TO DO: In the material below, find each line with the string "process" and copy it.

______

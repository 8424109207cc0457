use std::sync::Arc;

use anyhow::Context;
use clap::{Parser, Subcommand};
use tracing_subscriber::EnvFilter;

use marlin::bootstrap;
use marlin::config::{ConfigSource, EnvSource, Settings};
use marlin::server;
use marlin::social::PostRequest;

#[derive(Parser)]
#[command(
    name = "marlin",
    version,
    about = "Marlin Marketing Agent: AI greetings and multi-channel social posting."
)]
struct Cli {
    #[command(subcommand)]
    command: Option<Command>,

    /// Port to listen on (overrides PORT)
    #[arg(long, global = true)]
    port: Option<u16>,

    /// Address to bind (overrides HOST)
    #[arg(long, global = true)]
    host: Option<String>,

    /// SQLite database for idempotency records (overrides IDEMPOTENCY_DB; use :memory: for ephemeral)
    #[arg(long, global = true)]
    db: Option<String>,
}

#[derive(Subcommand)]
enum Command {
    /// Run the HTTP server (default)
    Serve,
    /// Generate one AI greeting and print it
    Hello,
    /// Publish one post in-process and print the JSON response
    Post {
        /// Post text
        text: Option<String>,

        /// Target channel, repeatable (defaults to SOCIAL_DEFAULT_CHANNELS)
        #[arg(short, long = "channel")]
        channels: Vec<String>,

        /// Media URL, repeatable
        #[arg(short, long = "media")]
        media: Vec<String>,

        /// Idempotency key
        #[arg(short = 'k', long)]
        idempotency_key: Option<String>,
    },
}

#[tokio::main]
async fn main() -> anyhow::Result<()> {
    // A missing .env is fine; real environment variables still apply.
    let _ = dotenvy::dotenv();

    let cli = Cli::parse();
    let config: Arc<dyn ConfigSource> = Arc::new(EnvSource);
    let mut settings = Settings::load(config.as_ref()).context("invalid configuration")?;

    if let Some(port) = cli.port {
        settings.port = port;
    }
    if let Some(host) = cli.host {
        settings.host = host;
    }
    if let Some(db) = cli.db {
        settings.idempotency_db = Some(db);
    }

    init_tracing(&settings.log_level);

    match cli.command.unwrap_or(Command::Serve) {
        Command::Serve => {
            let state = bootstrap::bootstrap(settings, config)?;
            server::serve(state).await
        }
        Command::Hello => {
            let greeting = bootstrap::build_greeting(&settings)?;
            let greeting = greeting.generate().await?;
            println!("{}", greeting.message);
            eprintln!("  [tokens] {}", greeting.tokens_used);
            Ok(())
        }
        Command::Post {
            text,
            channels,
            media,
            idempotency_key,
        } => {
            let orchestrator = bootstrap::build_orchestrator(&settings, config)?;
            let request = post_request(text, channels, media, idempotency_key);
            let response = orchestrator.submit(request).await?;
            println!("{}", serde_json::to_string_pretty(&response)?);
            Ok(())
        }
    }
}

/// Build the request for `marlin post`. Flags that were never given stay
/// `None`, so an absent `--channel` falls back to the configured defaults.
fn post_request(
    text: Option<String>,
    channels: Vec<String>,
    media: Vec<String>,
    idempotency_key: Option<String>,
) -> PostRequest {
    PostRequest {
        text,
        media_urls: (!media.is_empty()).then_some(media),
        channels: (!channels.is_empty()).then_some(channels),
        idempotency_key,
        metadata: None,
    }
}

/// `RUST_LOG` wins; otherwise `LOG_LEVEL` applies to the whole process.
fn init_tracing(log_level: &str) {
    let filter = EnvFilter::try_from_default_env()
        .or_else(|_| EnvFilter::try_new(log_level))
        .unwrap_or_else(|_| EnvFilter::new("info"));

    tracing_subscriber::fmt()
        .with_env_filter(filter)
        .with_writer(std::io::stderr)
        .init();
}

______

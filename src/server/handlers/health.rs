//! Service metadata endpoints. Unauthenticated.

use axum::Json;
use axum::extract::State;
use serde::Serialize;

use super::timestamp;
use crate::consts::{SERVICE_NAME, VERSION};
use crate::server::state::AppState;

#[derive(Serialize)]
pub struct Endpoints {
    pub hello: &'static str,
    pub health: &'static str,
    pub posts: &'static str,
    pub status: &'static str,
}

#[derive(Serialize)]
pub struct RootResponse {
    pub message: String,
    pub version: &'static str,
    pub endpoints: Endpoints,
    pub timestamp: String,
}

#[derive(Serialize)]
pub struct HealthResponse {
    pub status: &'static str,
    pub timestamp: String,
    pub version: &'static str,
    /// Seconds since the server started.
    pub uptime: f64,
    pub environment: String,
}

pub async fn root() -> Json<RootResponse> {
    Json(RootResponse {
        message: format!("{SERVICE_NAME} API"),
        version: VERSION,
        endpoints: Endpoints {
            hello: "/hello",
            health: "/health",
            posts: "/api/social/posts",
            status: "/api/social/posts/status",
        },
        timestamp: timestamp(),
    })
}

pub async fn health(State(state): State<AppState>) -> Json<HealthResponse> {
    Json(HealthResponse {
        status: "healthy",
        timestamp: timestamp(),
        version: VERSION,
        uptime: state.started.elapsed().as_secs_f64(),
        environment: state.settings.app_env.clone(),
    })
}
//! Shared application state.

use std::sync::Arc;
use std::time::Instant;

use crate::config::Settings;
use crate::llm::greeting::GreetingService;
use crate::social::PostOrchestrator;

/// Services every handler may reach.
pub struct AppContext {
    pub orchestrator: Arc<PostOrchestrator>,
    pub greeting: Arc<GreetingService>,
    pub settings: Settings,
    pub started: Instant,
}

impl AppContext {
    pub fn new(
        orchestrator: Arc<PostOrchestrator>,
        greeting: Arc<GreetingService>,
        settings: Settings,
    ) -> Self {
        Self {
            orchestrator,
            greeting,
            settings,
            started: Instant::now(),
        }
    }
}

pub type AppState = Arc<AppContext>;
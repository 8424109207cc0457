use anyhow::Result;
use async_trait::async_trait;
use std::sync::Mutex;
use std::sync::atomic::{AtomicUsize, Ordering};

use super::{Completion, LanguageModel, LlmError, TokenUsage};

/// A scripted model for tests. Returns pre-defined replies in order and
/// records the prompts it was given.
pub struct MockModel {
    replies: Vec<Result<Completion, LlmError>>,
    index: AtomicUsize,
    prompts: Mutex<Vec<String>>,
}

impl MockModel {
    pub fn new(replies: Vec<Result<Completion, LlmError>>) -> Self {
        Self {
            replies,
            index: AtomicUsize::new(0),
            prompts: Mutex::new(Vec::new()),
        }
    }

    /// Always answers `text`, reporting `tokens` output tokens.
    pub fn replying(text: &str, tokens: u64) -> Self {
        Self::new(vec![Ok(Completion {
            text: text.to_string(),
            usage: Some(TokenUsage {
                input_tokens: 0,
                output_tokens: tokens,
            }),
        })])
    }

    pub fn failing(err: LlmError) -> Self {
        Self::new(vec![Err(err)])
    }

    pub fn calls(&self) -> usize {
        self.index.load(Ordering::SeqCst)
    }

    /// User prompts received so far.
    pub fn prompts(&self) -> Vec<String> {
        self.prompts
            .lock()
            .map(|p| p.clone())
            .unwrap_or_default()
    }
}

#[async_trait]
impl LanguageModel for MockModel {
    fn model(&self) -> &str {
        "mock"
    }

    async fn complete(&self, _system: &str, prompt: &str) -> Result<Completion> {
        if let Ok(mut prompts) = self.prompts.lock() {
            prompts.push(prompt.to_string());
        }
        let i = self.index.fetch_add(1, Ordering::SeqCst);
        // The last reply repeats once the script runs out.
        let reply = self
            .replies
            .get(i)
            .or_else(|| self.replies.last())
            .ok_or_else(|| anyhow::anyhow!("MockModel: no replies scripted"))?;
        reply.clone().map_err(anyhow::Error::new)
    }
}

______

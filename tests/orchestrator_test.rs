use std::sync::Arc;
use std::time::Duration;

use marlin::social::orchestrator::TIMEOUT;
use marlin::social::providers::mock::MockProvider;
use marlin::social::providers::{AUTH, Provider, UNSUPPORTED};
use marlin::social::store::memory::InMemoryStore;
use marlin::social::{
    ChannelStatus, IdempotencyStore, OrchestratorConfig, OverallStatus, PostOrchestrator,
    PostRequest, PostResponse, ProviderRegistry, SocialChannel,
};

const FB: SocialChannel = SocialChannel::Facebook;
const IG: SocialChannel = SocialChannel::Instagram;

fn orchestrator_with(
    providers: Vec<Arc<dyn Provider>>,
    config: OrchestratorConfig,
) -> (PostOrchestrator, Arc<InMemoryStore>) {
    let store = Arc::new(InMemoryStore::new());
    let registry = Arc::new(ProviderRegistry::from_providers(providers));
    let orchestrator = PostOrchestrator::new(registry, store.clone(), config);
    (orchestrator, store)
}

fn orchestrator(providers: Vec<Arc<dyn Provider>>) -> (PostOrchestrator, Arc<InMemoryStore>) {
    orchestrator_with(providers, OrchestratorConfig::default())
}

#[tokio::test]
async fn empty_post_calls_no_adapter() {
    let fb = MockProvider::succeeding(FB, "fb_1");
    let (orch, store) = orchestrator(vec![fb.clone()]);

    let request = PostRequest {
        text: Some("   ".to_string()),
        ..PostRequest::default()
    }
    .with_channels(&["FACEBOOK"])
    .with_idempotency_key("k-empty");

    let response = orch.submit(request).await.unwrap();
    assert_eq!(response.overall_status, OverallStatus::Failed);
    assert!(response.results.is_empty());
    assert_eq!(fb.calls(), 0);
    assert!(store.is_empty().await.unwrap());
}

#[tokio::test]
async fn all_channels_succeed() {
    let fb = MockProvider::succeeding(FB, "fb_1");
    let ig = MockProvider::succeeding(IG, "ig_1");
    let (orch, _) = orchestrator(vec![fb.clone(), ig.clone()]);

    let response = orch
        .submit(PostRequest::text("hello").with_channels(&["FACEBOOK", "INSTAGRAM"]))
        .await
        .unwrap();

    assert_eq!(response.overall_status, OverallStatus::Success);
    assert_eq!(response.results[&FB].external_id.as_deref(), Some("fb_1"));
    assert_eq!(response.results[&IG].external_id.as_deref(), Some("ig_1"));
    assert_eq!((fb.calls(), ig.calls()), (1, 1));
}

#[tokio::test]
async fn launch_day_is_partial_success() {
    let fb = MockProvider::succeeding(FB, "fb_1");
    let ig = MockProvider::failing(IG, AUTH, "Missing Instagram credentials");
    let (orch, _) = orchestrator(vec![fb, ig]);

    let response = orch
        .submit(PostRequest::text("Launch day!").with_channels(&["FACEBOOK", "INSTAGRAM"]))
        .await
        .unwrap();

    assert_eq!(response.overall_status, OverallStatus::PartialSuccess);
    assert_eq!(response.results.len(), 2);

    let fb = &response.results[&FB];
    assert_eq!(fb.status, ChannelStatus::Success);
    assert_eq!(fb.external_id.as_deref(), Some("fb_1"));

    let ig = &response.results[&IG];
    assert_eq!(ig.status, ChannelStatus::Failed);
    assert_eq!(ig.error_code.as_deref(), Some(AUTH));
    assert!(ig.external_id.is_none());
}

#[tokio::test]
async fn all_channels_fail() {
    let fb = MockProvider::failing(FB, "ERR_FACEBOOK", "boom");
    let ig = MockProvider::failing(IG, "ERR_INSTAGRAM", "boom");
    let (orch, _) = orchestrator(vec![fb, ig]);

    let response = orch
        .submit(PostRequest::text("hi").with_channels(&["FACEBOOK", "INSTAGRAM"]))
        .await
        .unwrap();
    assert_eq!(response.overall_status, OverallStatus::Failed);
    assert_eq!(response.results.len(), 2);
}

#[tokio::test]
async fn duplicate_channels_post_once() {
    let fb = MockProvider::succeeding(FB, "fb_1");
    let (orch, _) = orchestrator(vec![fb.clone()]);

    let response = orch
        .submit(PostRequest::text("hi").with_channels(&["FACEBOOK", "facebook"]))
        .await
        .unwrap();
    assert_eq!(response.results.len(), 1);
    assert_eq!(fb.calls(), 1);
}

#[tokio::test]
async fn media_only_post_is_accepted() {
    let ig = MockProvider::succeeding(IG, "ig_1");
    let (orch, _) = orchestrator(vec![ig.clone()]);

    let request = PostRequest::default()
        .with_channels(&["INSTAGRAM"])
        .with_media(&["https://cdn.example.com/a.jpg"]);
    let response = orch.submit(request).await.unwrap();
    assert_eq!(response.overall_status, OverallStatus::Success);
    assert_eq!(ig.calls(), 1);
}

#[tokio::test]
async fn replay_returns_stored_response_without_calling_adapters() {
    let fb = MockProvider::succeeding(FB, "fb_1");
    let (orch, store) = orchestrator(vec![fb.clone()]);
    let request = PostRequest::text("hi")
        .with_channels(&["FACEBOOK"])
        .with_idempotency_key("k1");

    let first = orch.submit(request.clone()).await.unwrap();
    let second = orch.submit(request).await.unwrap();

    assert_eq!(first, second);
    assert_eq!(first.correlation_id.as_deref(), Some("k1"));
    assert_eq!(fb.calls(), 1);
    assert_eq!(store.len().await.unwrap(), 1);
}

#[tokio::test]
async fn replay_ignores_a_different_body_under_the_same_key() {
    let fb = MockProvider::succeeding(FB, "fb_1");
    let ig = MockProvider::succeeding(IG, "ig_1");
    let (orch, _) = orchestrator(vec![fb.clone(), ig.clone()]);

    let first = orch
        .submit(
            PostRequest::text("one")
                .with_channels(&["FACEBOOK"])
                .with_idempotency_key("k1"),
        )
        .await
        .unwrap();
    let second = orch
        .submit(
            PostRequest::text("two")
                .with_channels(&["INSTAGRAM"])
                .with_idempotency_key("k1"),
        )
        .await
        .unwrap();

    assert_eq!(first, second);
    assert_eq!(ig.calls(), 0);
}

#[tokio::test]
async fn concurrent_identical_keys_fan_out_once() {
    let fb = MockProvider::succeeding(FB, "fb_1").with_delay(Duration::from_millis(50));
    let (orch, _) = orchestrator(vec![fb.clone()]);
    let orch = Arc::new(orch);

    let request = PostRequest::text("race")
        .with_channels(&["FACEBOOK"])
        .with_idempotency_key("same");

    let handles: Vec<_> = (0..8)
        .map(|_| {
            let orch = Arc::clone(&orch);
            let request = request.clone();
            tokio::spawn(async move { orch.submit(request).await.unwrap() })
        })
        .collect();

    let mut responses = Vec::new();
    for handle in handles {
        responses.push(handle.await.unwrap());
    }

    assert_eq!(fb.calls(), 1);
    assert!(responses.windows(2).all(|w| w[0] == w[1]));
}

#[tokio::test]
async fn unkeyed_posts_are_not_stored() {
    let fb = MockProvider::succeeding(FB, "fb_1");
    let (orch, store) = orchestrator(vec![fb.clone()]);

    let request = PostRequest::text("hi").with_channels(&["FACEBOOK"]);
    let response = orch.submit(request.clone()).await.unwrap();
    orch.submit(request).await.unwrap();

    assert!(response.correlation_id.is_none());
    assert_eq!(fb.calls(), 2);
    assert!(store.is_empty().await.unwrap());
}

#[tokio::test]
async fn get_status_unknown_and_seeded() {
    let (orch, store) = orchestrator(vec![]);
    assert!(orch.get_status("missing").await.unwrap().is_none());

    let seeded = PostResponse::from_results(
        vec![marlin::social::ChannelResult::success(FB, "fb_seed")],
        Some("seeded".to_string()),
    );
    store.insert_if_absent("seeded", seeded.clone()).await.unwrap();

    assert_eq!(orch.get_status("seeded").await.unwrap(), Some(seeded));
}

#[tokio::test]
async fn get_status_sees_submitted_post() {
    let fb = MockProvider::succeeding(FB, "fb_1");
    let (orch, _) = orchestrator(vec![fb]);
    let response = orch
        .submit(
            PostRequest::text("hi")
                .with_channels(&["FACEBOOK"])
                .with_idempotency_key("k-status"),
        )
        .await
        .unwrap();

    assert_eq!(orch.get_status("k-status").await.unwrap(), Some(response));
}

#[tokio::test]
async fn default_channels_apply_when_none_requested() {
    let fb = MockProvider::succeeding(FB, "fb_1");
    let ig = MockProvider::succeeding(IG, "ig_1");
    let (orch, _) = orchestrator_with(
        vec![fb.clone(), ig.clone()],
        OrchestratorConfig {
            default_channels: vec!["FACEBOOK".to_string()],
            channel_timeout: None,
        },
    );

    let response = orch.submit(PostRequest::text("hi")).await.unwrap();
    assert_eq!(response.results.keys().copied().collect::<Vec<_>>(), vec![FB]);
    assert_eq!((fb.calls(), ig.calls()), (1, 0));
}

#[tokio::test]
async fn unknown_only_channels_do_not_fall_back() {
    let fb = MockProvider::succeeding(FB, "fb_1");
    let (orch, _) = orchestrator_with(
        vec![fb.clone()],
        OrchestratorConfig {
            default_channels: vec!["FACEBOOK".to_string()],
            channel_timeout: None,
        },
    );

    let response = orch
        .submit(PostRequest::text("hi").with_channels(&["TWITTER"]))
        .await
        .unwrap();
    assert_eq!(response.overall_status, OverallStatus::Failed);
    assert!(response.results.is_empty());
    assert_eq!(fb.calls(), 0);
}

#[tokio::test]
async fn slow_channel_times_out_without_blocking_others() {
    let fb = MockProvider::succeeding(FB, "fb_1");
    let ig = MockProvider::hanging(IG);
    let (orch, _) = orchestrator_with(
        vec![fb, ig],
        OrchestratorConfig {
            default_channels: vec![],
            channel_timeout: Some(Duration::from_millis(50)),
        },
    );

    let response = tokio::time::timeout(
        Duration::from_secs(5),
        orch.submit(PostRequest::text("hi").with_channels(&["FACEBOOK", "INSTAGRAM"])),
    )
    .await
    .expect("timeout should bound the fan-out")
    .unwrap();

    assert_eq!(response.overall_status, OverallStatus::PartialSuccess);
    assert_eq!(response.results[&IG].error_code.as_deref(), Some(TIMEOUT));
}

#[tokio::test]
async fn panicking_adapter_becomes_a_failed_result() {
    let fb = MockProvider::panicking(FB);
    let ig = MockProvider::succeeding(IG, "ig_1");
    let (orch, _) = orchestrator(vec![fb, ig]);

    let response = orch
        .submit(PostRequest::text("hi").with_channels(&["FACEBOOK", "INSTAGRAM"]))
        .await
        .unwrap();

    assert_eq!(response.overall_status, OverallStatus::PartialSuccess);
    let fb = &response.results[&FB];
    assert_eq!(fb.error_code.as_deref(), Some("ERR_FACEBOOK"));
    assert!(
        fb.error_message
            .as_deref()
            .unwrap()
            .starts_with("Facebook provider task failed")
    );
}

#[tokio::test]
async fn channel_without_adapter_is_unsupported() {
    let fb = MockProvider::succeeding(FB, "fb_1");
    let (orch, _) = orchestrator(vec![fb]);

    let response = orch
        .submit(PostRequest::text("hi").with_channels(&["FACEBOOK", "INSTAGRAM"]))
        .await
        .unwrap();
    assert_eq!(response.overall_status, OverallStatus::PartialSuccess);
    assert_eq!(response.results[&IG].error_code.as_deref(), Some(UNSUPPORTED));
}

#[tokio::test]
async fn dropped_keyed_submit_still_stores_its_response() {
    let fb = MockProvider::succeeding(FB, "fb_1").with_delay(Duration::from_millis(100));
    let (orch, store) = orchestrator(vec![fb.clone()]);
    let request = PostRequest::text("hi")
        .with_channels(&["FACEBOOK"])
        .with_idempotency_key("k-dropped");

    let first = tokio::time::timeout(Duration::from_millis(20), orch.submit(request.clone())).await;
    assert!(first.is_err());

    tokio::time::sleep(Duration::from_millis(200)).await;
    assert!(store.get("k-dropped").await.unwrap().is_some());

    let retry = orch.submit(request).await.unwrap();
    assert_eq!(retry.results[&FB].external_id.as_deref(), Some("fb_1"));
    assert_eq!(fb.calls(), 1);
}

______

RESPONSE:
    /// Publish one post in-process and print the JSON response
/// `RUST_LOG` wins; otherwise `LOG_LEVEL` applies to the whole process.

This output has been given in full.